Top of Data to use
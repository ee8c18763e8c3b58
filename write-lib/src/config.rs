use serde::{Deserialize, Serialize};

use crate::{WriteError, WriteResult};

pub const DEFAULT_FILE_BUFFER_SIZE: u64 = 1024 * 1024;

#[derive(Debug, Clone, PartialEq, Eq, Serialize, Deserialize)]
#[serde(default)]
pub struct WritePipelineConfig {
    /// Buffer-size unit of the storage layer; reservations never go below it.
    #[serde(alias = "buffer_size")]
    pub file_buffer_size: u64,
    /// Minimum reservation step. 0 means one `file_buffer_size`.
    pub reserve_increment: u64,
    /// Reads from the transport pause once buffered bytes exceed this.
    #[serde(alias = "high_watermark")]
    pub high_watermark_bytes: u64,
    /// Paused reads resume once buffered bytes drop to this.
    #[serde(alias = "low_watermark")]
    pub low_watermark_bytes: u64,
    pub max_chunk_size: u64,
    pub max_path_len: usize,
    pub max_component_len: usize,
    pub max_target_id_len: usize,
    pub writer_threads: usize,
    pub max_concurrent_writes: usize,
}

impl Default for WritePipelineConfig {
    fn default() -> Self {
        Self {
            file_buffer_size: DEFAULT_FILE_BUFFER_SIZE,
            reserve_increment: 0,
            high_watermark_bytes: 8 * 1024 * 1024,
            low_watermark_bytes: 4 * 1024 * 1024,
            max_chunk_size: 4 * 1024 * 1024,
            max_path_len: 4096,
            max_component_len: 255,
            max_target_id_len: 255,
            writer_threads: 4,
            max_concurrent_writes: 16,
        }
    }
}

impl WritePipelineConfig {
    pub fn validate(&self) -> WriteResult<()> {
        if self.file_buffer_size == 0 {
            return Err(WriteError::InvalidConfig(
                "file_buffer_size must be positive".to_string(),
            ));
        }
        if self.max_chunk_size == 0 || self.high_watermark_bytes == 0 {
            return Err(WriteError::InvalidConfig(
                "max_chunk_size and high_watermark_bytes must be positive".to_string(),
            ));
        }
        if self.low_watermark_bytes >= self.high_watermark_bytes {
            return Err(WriteError::InvalidConfig(format!(
                "low watermark {} must be below high watermark {}",
                self.low_watermark_bytes, self.high_watermark_bytes
            )));
        }
        if self.max_chunk_size > self.high_watermark_bytes {
            return Err(WriteError::InvalidConfig(format!(
                "max_chunk_size {} exceeds high watermark {}",
                self.max_chunk_size, self.high_watermark_bytes
            )));
        }
        if self.writer_threads == 0 || self.max_concurrent_writes == 0 {
            return Err(WriteError::InvalidConfig(
                "writer_threads and max_concurrent_writes must be positive".to_string(),
            ));
        }
        Ok(())
    }

    pub fn effective_reserve_increment(&self) -> u64 {
        self.reserve_increment.max(self.file_buffer_size)
    }
}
Bottom of Data to use
What are the lines from the one with "self.reserve_increment.max(self.file_buffer_size)" through the end of the records above? Set them down exactly, both ends included, and nothing else.

**Reply**.
        self.reserve_increment.max(self.file_buffer_size)
    }
}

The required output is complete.